_Stored data entries_:
-- Opening Marker --
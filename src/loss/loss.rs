use serde::{Deserialize, Serialize};

use crate::error::Result;
use crate::loss::mse::MseLoss;
use crate::math::matrix::Matrix;

/// Selects which loss the network reduces its predictions with.
///
/// - `MeanSquaredError`: sum of squared differences divided by the row
///   count; pair with a Linear output layer.
#[derive(Debug, Clone, Copy, PartialEq, Eq, Default, Serialize, Deserialize)]
#[serde(rename_all = "snake_case")]
pub enum Loss {
    #[default]
    MeanSquaredError,
}

/// The `(prediction, target)` pair and scalar recorded by `Loss::forward`.
#[derive(Debug, Clone)]
pub struct LossTape {
    prediction: Matrix,
    target: Matrix,
    output: f64,
}

impl LossTape {
    pub fn prediction(&self) -> &Matrix {
        &self.prediction
    }

    pub fn target(&self) -> &Matrix {
        &self.target
    }

    pub fn output(&self) -> f64 {
        self.output
    }
}

impl Loss {
    pub fn forward(&self, prediction: &Matrix, target: &Matrix) -> Result<LossTape> {
        let output = match self {
            Loss::MeanSquaredError => MseLoss::loss(prediction, target)?,
        };
        Ok(LossTape {
            prediction: prediction.clone(),
            target: target.clone(),
            output,
        })
    }

    /// Gradient of the recorded scalar w.r.t. the recorded prediction.
    pub fn backward(&self, tape: &LossTape) -> Result<Matrix> {
        match self {
            Loss::MeanSquaredError => MseLoss::derivative(&tape.prediction, &tape.target),
        }
    }
}

#[cfg(test)]
mod tests {
    use super::*;

    #[test]
    fn mean_squared_error_scalar() {
        let prediction = Matrix::column(vec![1.0, 2.0]).unwrap();
        let target = Matrix::zeros(2, 1).unwrap();
        let tape = Loss::MeanSquaredError.forward(&prediction, &target).unwrap();
        assert!((tape.output() - 2.5).abs() < 1e-12);

        let gradient = Loss::MeanSquaredError.backward(&tape).unwrap();
        assert!(gradient.approx_eq(&Matrix::column(vec![1.0, 2.0]).unwrap()));
        assert_eq!(gradient.shape(), tape.prediction().shape());
    }

    #[test]
    fn forward_requires_matching_shapes() {
        let prediction = Matrix::zeros(3, 1).unwrap();
        let target = Matrix::zeros(2, 1).unwrap();
        assert!(Loss::MeanSquaredError.forward(&prediction, &target).is_err());
    }
}
pub mod matrix;

pub use matrix::{Axis, Matrix, Shape, DEFAULT_EPSILON};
-- Closing Marker --
_Exercise directions_: Repeat the entries above verbatim, but only from the line that has "let prediction = Matrix::column(vec![1.0, 2.0]).unwrap();" down to the line that has "let prediction = Matrix::zeros(3, 1).unwrap();", inclusive.

_Reply_:
        let prediction = Matrix::column(vec![1.0, 2.0]).unwrap();
        let target = Matrix::zeros(2, 1).unwrap();
        let tape = Loss::MeanSquaredError.forward(&prediction, &target).unwrap();
        assert!((tape.output() - 2.5).abs() < 1e-12);

        let gradient = Loss::MeanSquaredError.backward(&tape).unwrap();
        assert!(gradient.approx_eq(&Matrix::column(vec![1.0, 2.0]).unwrap()));
        assert_eq!(gradient.shape(), tape.prediction().shape());
    }

    #[test]
    fn forward_requires_matching_shapes() {
        let prediction = Matrix::zeros(3, 1).unwrap();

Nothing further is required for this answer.